Каким же будет это внутреннее пространство сходства для усвоения языка; такое пространство, которое позволяло бы детям делать обобщения на основании родительской речи и приходить к «похожим» предложениям, определяющим все остальное в английском языке? Очевидно, что «Красный больше похож на розовый, чем на синий» или «Круг больше похож на овал, чем на треугольник» здесь не помогут. Должен существовать некий вид ментальных вычислений, делавших бы предложение Джон любит рыбачить похожим на Мэри ест яблоки, но непохожим на Джон может рыбачить, в противном случае ребенок сказал бы Джон может яблоки. Он должен делать предложение Собака выглядит сонной похожим на Человек выглядит счастливым, но непохожим на Собака выглядит во сне, чтобы ребенок мог избежать скачка к ложному заключению. Таким образом, «сходство», направляющее детские обобщения, должно быть анализом речи на наличие в ней существительных, глаголов и синтаксических групп; этот анализ осуществляется Универсальной Грамматикой, встроенной в механизмы обучаемости. Без этой внутренней вычислительной работы, определяющей, какое предложение похоже на какие другие, ребенок никак не смог бы правильно делать обобщения: в каком-то смысле каждое предложение не похоже ни на что, кроме как на дословное повторение самого себя, в другом смысле оно «похоже» на случайную перестановку содержащихся в нем слов, а во всех остальных смыслах «похоже» на любые виды несоответствующих контексту цепочек слов. Поэтому слова о том, что гибкость усвоенного поведения требует внутренних ограничений на сознание не будут парадоксом. Глава, посвященная усвоению языка (см. с. 273–275) предлагает хороший выход: способность детей обобщать, приводящая к бесконечному количеству потенциальных предложений, зависит от анализа детьми родительской речи с использованием фиксированного набора ментальных категорий.
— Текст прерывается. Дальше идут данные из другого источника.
//! Settings layering and snapshot behavior of the HANA dialects.

mod common;

use common::{column_type, hana, hana_with};
use oxide_dialect::{
    Binding, Dialect, DialectSettings, MaterializedClob, Product, SqlValue, TypeCode,
    WrapperOptions,
};

#[test]
fn test_length_threshold_switches_to_lob() {
    let dialect = hana();
    assert_eq!(column_type(&dialect, TypeCode::Varchar, Some(5000)), "varchar(5000)");
    assert_eq!(column_type(&dialect, TypeCode::Varchar, Some(5001)), "clob");
    assert_eq!(column_type(&dialect, TypeCode::Varbinary, Some(5001)), "blob");
    assert_eq!(column_type(&dialect, TypeCode::NVarchar, Some(5001)), "nclob");
}

#[test]
fn test_column_types_are_idempotent() {
    let dialect = hana();
    for code in TypeCode::ALL {
        let first = dialect.column_type(code, Some(42), Some(10), Some(3)).unwrap();
        let second = dialect.column_type(code, Some(42), Some(10), Some(3)).unwrap();
        assert_eq!(first, second, "{code}");
    }
}

#[test]
fn test_unicode_switches_string_types() {
    let dialect = hana_with(&[("oxide.dialect.hana.use_unicode_string_types", "true")]);
    assert_eq!(column_type(&dialect, TypeCode::Varchar, Some(10)), "nvarchar(10)");
    assert_eq!(column_type(&dialect, TypeCode::Clob, None), "nclob");
    assert_eq!(dialect.codec(TypeCode::Varchar).name(), "nvarchar");
}

#[test]
fn test_hana_cloud_is_always_unicode() {
    let settings = DialectSettings::from_properties([(
        "oxide.dialect.hana.use_unicode_string_types",
        "false",
    )])
    .unwrap();
    let cloud = Dialect::configured(Product::HanaCloud, &settings);
    assert!(cloud.settings().use_unicode_string_types);
    assert_eq!(column_type(&cloud, TypeCode::Varchar, Some(10)), "nvarchar(10)");
}

#[test]
fn test_invalid_setting_is_rejected() {
    let err = DialectSettings::from_properties([(
        "oxide.dialect.hana.max_lob_prefetch_size",
        "lots",
    )])
    .unwrap_err();
    assert!(err.to_string().contains("max_lob_prefetch_size"));
}

#[test]
fn test_json_settings_match_properties() {
    let json = DialectSettings::from_json(r#"{"use_legacy_boolean_type": true}"#).unwrap();
    let props = DialectSettings::from_properties([(
        "oxide.dialect.hana.use_legacy_boolean_type",
        "true",
    )])
    .unwrap();
    assert_eq!(json, props);
}

#[test]
fn test_materialized_clob_binds_as_stream() {
    let dialect = hana();
    let value = SqlValue::Clob(oxide_dialect::ClobValue::Materialized(MaterializedClob::new(
        "hello".to_string(),
    )));
    let binding = dialect
        .codec(TypeCode::Clob)
        .bind(&value, &WrapperOptions::default())
        .unwrap();
    assert!(matches!(
        binding,
        Binding::CharacterStream {
            close_suppressed: true,
            ..
        }
    ));
}
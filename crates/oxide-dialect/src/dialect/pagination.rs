//! Limit/offset rewriting.

use std::sync::LazyLock;

use regex::Regex;

/// Requested row window.
#[derive(Debug, Clone, Copy, Default, PartialEq, Eq, Hash)]
pub struct Limit {
    pub first_row: Option<u32>,
    pub max_rows: Option<u32>,
}

impl Limit {
    #[must_use]
    pub const fn is_empty(&self) -> bool {
        self.first_row.is_none() && self.max_rows.is_none()
    }
}

/// A value to bind for a pagination placeholder, in SQL order.
#[derive(Debug, Clone, Copy, PartialEq, Eq)]
pub enum LimitBind {
    MaxRows(u32),
    FirstRow(u32),
}

/// Result of applying a limit to a statement.
#[derive(Debug, Clone, PartialEq, Eq)]
pub struct LimitedSql {
    pub sql: String,
    /// Appended after all other parameters.
    pub binds: Vec<LimitBind>,
}

/// Pagination strategy of a product.
#[derive(Debug, Clone, Copy, PartialEq, Eq)]
pub enum LimitHandler {
    /// No pagination support; the statement is left alone.
    None,
    /// `limit ? offset ?`, inserted before a trailing `for update`.
    LimitOffset,
}

// A row-lock clause must stay last.
static FOR_UPDATE: LazyLock<Option<Regex>> =
    LazyLock::new(|| Regex::new(r"(?i)\s+for\s+update\b").ok());

impl LimitHandler {
    #[must_use]
    pub fn apply(&self, sql: &str, limit: &Limit) -> LimitedSql {
        if matches!(self, Self::None) || limit.is_empty() {
            return LimitedSql {
                sql: sql.to_string(),
                binds: Vec::new(),
            };
        }

        let max_rows = limit.max_rows.unwrap_or(i32::MAX.unsigned_abs());
        let (clause, binds) = match limit.first_row {
            Some(first) if first > 0 => (
                " limit ? offset ?",
                vec![LimitBind::MaxRows(max_rows), LimitBind::FirstRow(first)],
            ),
            _ => (" limit ?", vec![LimitBind::MaxRows(max_rows)]),
        };

        let insert_at = FOR_UPDATE
            .as_ref()
            .and_then(|re| re.find_iter(sql).last())
            .map_or(sql.len(), |m| m.start());

        let mut rewritten = String::with_capacity(sql.len() + clause.len());
        rewritten.push_str(&sql[..insert_at]);
        rewritten.push_str(clause);
        rewritten.push_str(&sql[insert_at..]);
        LimitedSql {
            sql: rewritten,
            binds,
        }
    }
}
Итак, усвоение грамматики на основе примеров требует особого пространства сходства (определяемого Универсальной Грамматикой). И того же самого требует усвоение значения слов из примеров, что мы наблюдали в описанной Квайном проблеме гавагай, когда у человека, усваивающего значение слова, не было никакого логического основания, чтобы догадаться, означает ли это слово «кролик», «скачущий кролик» или «неразъединенные части кролика». О чем это говорит применительно к обучаемости вообще? Вот как Квайн описывает то, что он называет «посрамлением индукции»:
Тем более становятся интересны другие проявления индукции, где искомое — это обобщение, сделанное не о вербальном поведении нашего соседа, а о жестоком и безличном мире. Вполне разумно, чтобы [ментальные] пространства наших качеств соответствовали качествам наших соседей, поскольку мы одного поля ягоды; и поэтому общая надежность индукции в… деле выучивания слов была предусмотрена заранее. Доверять индукции — это способ найти доступ к природным истинам, и, с другой стороны — яснее понять, что наши представления о распределении качеств соответствуют этим распределениям качеств в природе… [Но] почему то внутреннее пространство, которое мы субъективно отводим под разные качества, так хорошо согласуется с функциональной группировкой в природе, что наши индуктивные выводы имеют тенденцию быть правильными? Почему наше субъективное разбиение пространства на качества должно опираться на природу и иметь последствия для будущего?